In each tag is written a URL and a 7-byte ID number. To participate in the competition organised by Elektor and STMicroelectronics, you have to read the UID with an application on your Android smartphone… that’s if it is NFC compatible.

So what do you do if it’s not?

When he received his copy of Elektor magazine, our friend Patrick Gueulle thought about all those who are interested in the principles of NFC (Near Field Communication) and who would like to read their UID but are not owners of a fairly recent Android phone. And those who have an iPhone…we know that Apple has a very restrictive view of NFC…

If you are concerned with these restrictions, or just curious as to where to find such short cuts, Patrick Gueulle offers us a small program in ZCBasic language which can display the UID on a PC equipped with a non-contact PC/SC reader like the model ACR122 (which is becoming widely available).
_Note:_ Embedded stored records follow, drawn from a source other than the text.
//! Best-effort side effects.
//!
//! A use case that has already succeeded may hand follow-up work to a
//! [`BackgroundDispatcher`]. The dispatcher runs the task elsewhere and
//! reports failures on its own channel; the caller never waits for it and
//! never sees its errors.

use std::fmt;
use std::future::Future;

use futures_util::future::BoxFuture;

/// Named unit of background work.
pub struct BestEffortTask {
    name: &'static str,
    work: BoxFuture<'static, Result<(), String>>,
}

impl BestEffortTask {
    /// Wrap `work`; `name` labels failures and log records.
    pub fn new<F>(name: &'static str, work: F) -> Self
    where
        F: Future<Output = Result<(), String>> + Send + 'static,
    {
        Self {
            name,
            work: Box::pin(work),
        }
    }

    pub fn name(&self) -> &'static str {
        self.name
    }

    /// Split into name and future for execution.
    pub fn into_parts(self) -> (&'static str, BoxFuture<'static, Result<(), String>>) {
        (self.name, self.work)
    }
}

impl fmt::Debug for BestEffortTask {
    fn fmt(&self, f: &mut fmt::Formatter<'_>) -> fmt::Result {
        f.debug_struct("BestEffortTask")
            .field("name", &self.name)
            .finish_non_exhaustive()
    }
}

/// Failure report emitted on the dispatcher's failure channel.
#[derive(Debug, Clone, PartialEq, Eq)]
pub struct BestEffortFailure {
    pub task: &'static str,
    pub message: String,
    pub trace_id: Option<String>,
}

/// Hands best-effort tasks to a background executor.
#[cfg_attr(test, mockall::automock)]
pub trait BackgroundDispatcher: Send + Sync {
    /// Schedule `task`. Must not block and must not fail the caller.
    fn dispatch(&self, task: BestEffortTask);
}
//! Driving port for review mutations.

use async_trait::async_trait;
use chrono::{DateTime, Utc};
use serde::{Deserialize, Serialize};

use crate::domain::{Actor, Error, InstitutionId, Review, ReviewId, UserId};

/// Serializable review payload for driving ports.
#[derive(Debug, Clone, PartialEq, Serialize, Deserialize)]
#[serde(rename_all = "camelCase")]
pub struct ReviewPayload {
    pub id: ReviewId,
    pub institution_id: InstitutionId,
    pub author_id: UserId,
    pub rating: u8,
    pub content: String,
    pub helpful_count: u32,
    pub created_at: DateTime<Utc>,
    pub updated_at: DateTime<Utc>,
}

impl From<&Review> for ReviewPayload {
    fn from(value: &Review) -> Self {
        Self {
            id: value.id(),
            institution_id: value.institution_id(),
            author_id: value.author_id(),
            rating: value.rating().value(),
            content: value.content().as_str().to_owned(),
            helpful_count: value.helpful_count(),
            created_at: value.created_at(),
            updated_at: value.updated_at(),
        }
    }
}

/// Unvalidated input for posting a review.
#[derive(Debug, Clone, PartialEq, Eq, Serialize, Deserialize)]
#[serde(rename_all = "camelCase")]
pub struct CreateReviewRequest {
    pub institution_id: InstitutionId,
    pub rating: i64,
    pub content: String,
}

/// Partial update; absent fields are left unchanged.
#[derive(Debug, Clone, Default, PartialEq, Eq, Serialize, Deserialize)]
#[serde(rename_all = "camelCase")]
pub struct UpdateReviewRequest {
    #[serde(default)]
    pub rating: Option<i64>,
    #[serde(default)]
    pub content: Option<String>,
}

#[cfg_attr(test, mockall::automock)]
#[async_trait]
pub trait ReviewCommand: Send + Sync {
    /// Post a review of an institution. One review per author and institution.
    async fn create_review(
        &self,
        actor: Actor,
        request: CreateReviewRequest,
    ) -> Result<ReviewPayload, Error>;

    /// Change rating and/or content. Author only.
    async fn update_review(
        &self,
        actor: Actor,
        review_id: ReviewId,
        request: UpdateReviewRequest,
    ) -> Result<ReviewPayload, Error>;

    /// Remove a review. Author only.
    async fn delete_review(&self, actor: Actor, review_id: ReviewId) -> Result<(), Error>;

    /// Count a "helpful" vote from someone other than the author.
    async fn mark_helpful(&self, actor: Actor, review_id: ReviewId)
    -> Result<ReviewPayload, Error>;
}
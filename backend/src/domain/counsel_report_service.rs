//! Counsel report drafting, review and approval.
//!
//! The counselor assigned to an in-progress request writes one report for
//! it and submits it. The administrator of the request's institution then
//! reviews, approves or returns it. Approval completes the counsel request
//! and schedules document generation as best-effort background work.
//!
//! Every status change goes through the aggregate's transition table before
//! anything is written, so an illegal move never reaches a repository.

use std::sync::Arc;

use async_trait::async_trait;
use mockable::Clock;
use tracing::info;

use crate::domain::events;
use crate::domain::ports::{
    BackgroundDispatcher, BestEffortTask, ChildRepository, CounselReportCommand,
    CounselReportPayload, CounselReportQuery, CounselReportRepository,
    CounselReportRepositoryError, CounselRequestRepository, CreateCounselReportRequest,
    ReportGenerator, ReturnCounselReportRequest, ReviseCounselReportRequest,
};
use crate::domain::railway::zip;
use crate::domain::value_objects::{ReportBody, ReportTitle, invalid_field};
use crate::domain::{
    Actor, CounselReport, CounselReportId, CounselRequest, CounselRequestId,
    CounselRequestStatus, Error, NewCounselReport,
};

/// Name under which report generation is dispatched.
pub(crate) const GENERATE_REPORT_TASK: &str = "generate_counsel_report";

/// Counsel report service implementing [`CounselReportCommand`] and
/// [`CounselReportQuery`].
#[derive(Clone)]
pub struct CounselReportService<P, Q, C, D, G: ?Sized> {
    reports: Arc<P>,
    requests: Arc<Q>,
    children: Arc<C>,
    dispatcher: Arc<D>,
    generator: Arc<G>,
    clock: Arc<dyn Clock>,
}

impl<P, Q, C, D, G: ?Sized> CounselReportService<P, Q, C, D, G> {
    pub fn new(
        reports: Arc<P>,
        requests: Arc<Q>,
        children: Arc<C>,
        dispatcher: Arc<D>,
        generator: Arc<G>,
        clock: Arc<dyn Clock>,
    ) -> Self {
        Self {
            reports,
            requests,
            children,
            dispatcher,
            generator,
            clock,
        }
    }
}

fn map_create_error(error: CounselReportRepositoryError) -> Error {
    match error {
        CounselReportRepositoryError::Duplicate { .. } => report_exists(),
        other => other.into(),
    }
}

fn report_exists() -> Error {
    Error::conflict("이미 작성된 상담 보고서가 있습니다")
}

fn validate_content(title: &str, body: &str) -> Result<(ReportTitle, ReportBody), Error> {
    zip(
        ReportTitle::new(title).map_err(|err| invalid_field("title", err)),
        ReportBody::new(body).map_err(|err| invalid_field("body", err)),
    )
}

impl<P, Q, C, D, G> CounselReportService<P, Q, C, D, G>
where
    P: CounselReportRepository,
    Q: CounselRequestRepository,
    C: ChildRepository,
    D: BackgroundDispatcher,
    G: ReportGenerator + ?Sized + 'static,
{
    async fn load(&self, id: &CounselReportId) -> Result<CounselReport, Error> {
        self.reports
            .find_by_id(id)
            .await?
            .ok_or_else(|| Error::not_found(format!("counsel report {id} not found")))
    }

    async fn load_request(&self, id: &CounselRequestId) -> Result<CounselRequest, Error> {
        self.requests
            .find_by_id(id)
            .await?
            .ok_or_else(|| Error::not_found(format!("counsel request {id} not found")))
    }

    /// Load a report as its author, failing with Forbidden for anyone else.
    async fn load_authored(
        &self,
        actor: &Actor,
        id: &CounselReportId,
    ) -> Result<CounselReport, Error> {
        let report = self.load(id).await?;
        if report.is_author(actor.user_id) {
            Ok(report)
        } else {
            Err(Error::forbidden("작성한 상담사만 보고서를 변경할 수 있습니다"))
        }
    }

    /// Load a report and its request as an administrator of the request's
    /// institution.
    async fn load_for_review(
        &self,
        actor: &Actor,
        id: &CounselReportId,
    ) -> Result<(CounselReport, CounselRequest), Error> {
        let report = self.load(id).await?;
        let request = self.load_request(&report.counsel_request_id()).await?;
        let reviewer = request
            .institution_id()
            .is_some_and(|institution| actor.administers(institution));
        if !reviewer {
            return Err(Error::forbidden("담당 기관의 관리자만 보고서를 검토할 수 있습니다"));
        }
        Ok((report, request))
    }

    async fn persist(&self, mut report: CounselReport) -> Result<CounselReportPayload, Error> {
        self.reports.update(&report).await?;
        events::publish(report.take_events());
        Ok(CounselReportPayload::from(&report))
    }

    fn schedule_generation(&self, report_id: CounselReportId) {
        let generator = Arc::clone(&self.generator);
        self.dispatcher.dispatch(BestEffortTask::new(
            GENERATE_REPORT_TASK,
            async move {
                generator
                    .generate(&report_id)
                    .await
                    .map_err(|err| err.to_string())
            },
        ));
        info!(%report_id, task = GENERATE_REPORT_TASK, "report generation scheduled");
    }
}

#[async_trait]
impl<P, Q, C, D, G> CounselReportCommand for CounselReportService<P, Q, C, D, G>
where
    P: CounselReportRepository,
    Q: CounselRequestRepository,
    C: ChildRepository,
    D: BackgroundDispatcher,
    G: ReportGenerator + ?Sized + 'static,
{
    async fn create_draft(
        &self,
        actor: Actor,
        request: CreateCounselReportRequest,
    ) -> Result<CounselReportPayload, Error> {
        let (title, body) = validate_content(&request.title, &request.body)?;
        let counsel_request = self.load_request(&request.counsel_request_id).await?;
        if counsel_request.counselor_id() != Some(actor.user_id) {
            return Err(Error::forbidden("배정된 상담사만 보고서를 작성할 수 있습니다"));
        }
        if counsel_request.status() != CounselRequestStatus::InProgress {
            return Err(Error::conflict("진행 중인 상담에 대해서만 보고서를 작성할 수 있습니다"));
        }
        if self
            .reports
            .find_by_request(&counsel_request.id())
            .await?
            .is_some()
        {
            return Err(report_exists());
        }

        let report = CounselReport::create(
            NewCounselReport {
                counsel_request_id: counsel_request.id(),
                child_id: counsel_request.child_id(),
                counselor_id: actor.user_id,
                title,
                body,
            },
            self.clock.utc(),
        );
        self.reports
            .create(&report)
            .await
            .map_err(map_create_error)?;
        Ok(CounselReportPayload::from(&report))
    }

    async fn revise_draft(
        &self,
        actor: Actor,
        report_id: CounselReportId,
        request: ReviseCounselReportRequest,
    ) -> Result<CounselReportPayload, Error> {
        let mut report = self.load_authored(&actor, &report_id).await?;
        let (title, body) = validate_content(&request.title, &request.body)?;
        report.revise(title, body, self.clock.utc())?;
        self.persist(report).await
    }

    async fn submit_report(
        &self,
        actor: Actor,
        report_id: CounselReportId,
    ) -> Result<CounselReportPayload, Error> {
        let mut report = self.load_authored(&actor, &report_id).await?;
        report.submit(self.clock.utc())?;
        self.persist(report).await
    }

    async fn mark_reviewed(
        &self,
        actor: Actor,
        report_id: CounselReportId,
    ) -> Result<CounselReportPayload, Error> {
        let (mut report, _) = self.load_for_review(&actor, &report_id).await?;
        report.mark_reviewed(self.clock.utc())?;
        self.persist(report).await
    }

    async fn approve_report(
        &self,
        actor: Actor,
        report_id: CounselReportId,
    ) -> Result<CounselReportPayload, Error> {
        let (mut report, mut counsel_request) = self.load_for_review(&actor, &report_id).await?;
        let now = self.clock.utc();
        report.approve(now)?;
        counsel_request.complete(now)?;

        let payload = self.persist(report).await?;
        self.requests.update(&counsel_request).await?;
        events::publish(counsel_request.take_events());

        self.schedule_generation(report_id);
        Ok(payload)
    }

    async fn return_for_revision(
        &self,
        actor: Actor,
        report_id: CounselReportId,
        request: ReturnCounselReportRequest,
    ) -> Result<CounselReportPayload, Error> {
        let (mut report, _) = self.load_for_review(&actor, &report_id).await?;
        report.return_for_revision(request.comment, self.clock.utc())?;
        self.persist(report).await
    }
}

#[async_trait]
impl<P, Q, C, D, G> CounselReportQuery for CounselReportService<P, Q, C, D, G>
where
    P: CounselReportRepository,
    Q: CounselRequestRepository,
    C: ChildRepository,
    D: BackgroundDispatcher,
    G: ReportGenerator + ?Sized + 'static,
{
    async fn get_for_guardian(
        &self,
        actor: Actor,
        report_id: CounselReportId,
    ) -> Result<CounselReportPayload, Error> {
        let report = self.load(&report_id).await?;
        let owns_child = self
            .children
            .find_by_id(&report.child_id())
            .await?
            .is_some_and(|child| child.is_guardian(actor.user_id));
        if !owns_child {
            return Err(Error::forbidden("자녀의 보고서만 조회할 수 있습니다"));
        }
        if !report.status().is_guardian_viewable() {
            return Err(Error::not_found(format!("counsel report {report_id} not found")));
        }
        Ok(CounselReportPayload::from(&report))
    }
}

#[cfg(test)]
#[path = "counsel_report_service_tests.rs"]
mod tests;
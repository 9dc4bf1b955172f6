//! Port for review persistence.

use async_trait::async_trait;

use crate::domain::{InstitutionId, Review, ReviewId, UserId};

use super::define_port_error;

define_port_error! {
    /// Errors raised by review repository adapters.
    pub enum ReviewRepositoryError {
        /// Repository connection could not be established.
        Connection => "review repository connection failed: {message}",
        /// Query or mutation failed during execution.
        Query => "review repository query failed: {message}",
        /// The author already reviewed this institution.
        Duplicate => "review already exists: {message}",
    }
}

/// Storage for institution reviews.
///
/// Adapters must enforce one review per `(institution, author)` pair when
/// inserting; [`ReviewRepository::exists_for_author`] is only a fast path.
#[cfg_attr(test, mockall::automock)]
#[async_trait]
pub trait ReviewRepository: Send + Sync {
    async fn find_by_id(&self, id: &ReviewId) -> Result<Option<Review>, ReviewRepositoryError>;

    /// Reviews for one institution, newest first.
    async fn list_by_institution(
        &self,
        institution_id: &InstitutionId,
    ) -> Result<Vec<Review>, ReviewRepositoryError>;

    async fn exists_for_author(
        &self,
        institution_id: &InstitutionId,
        author_id: &UserId,
    ) -> Result<bool, ReviewRepositoryError>;

    /// Insert a new review, failing with `Duplicate` on the uniqueness rule.
    async fn create(&self, review: &Review) -> Result<(), ReviewRepositoryError>;

    async fn update(&self, review: &Review) -> Result<(), ReviewRepositoryError>;

    /// Remove a review. Deleting an absent review is not an error.
    async fn delete(&self, id: &ReviewId) -> Result<(), ReviewRepositoryError>;
}
//! Driving port for institution lookups.

use async_trait::async_trait;

use crate::domain::{Error, InstitutionId};

use super::InstitutionPayload;

#[cfg_attr(test, mockall::automock)]
#[async_trait]
pub trait InstitutionQuery: Send + Sync {
    async fn get_institution(&self, institution_id: InstitutionId)
    -> Result<InstitutionPayload, Error>;
}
And here is the source code:
Declare Command &HFF &HCA UID(S$)
CLS:Call WaitForCard:ResetCard(S$)
Print:Print "UID : ";
Call UID(P1P2=&H0000,Lc=0,S$)
For F=1 TO Len(S$)
IF LEN(C$)=1 then C$="0"+C$
Print C$;" ";
Next F
Call WaitForNoCard

Marvel at the astounding simplicity of application development with the BasicCard kit in comparison with “Steam-driven” Android* ! This short program shows how easy it is to read the UID of any compatible NFC Tag with the PC/SC reader referred to. It simply uses the command “GET UID” ( FF CA 00 00 00) as per the PC/SC specifications.

To compile this code into a stand-alone executable for Windows, you only need to use the BasicCard software kit, which is completely free. An excellent opportunity to discover it if you haven’t already done so!

A note for users of the Omnikey 5321 reader (which is also common): The line ComPort = 101 must be changed to ComPort = 102, because this is a bi-mode reader (for contact and contactless tags).

As he always thinks of everyone, Patrick Gueulle has prepared, for those who do not want to compile their own files, a Zip file (link below) containing the two variants of the executable (ComPort = 101 et 102) as well as the corresponding source codes. Thanks, Patrick!

* But don’t forget that the STMicroelectronics app does lots more than just read the UID!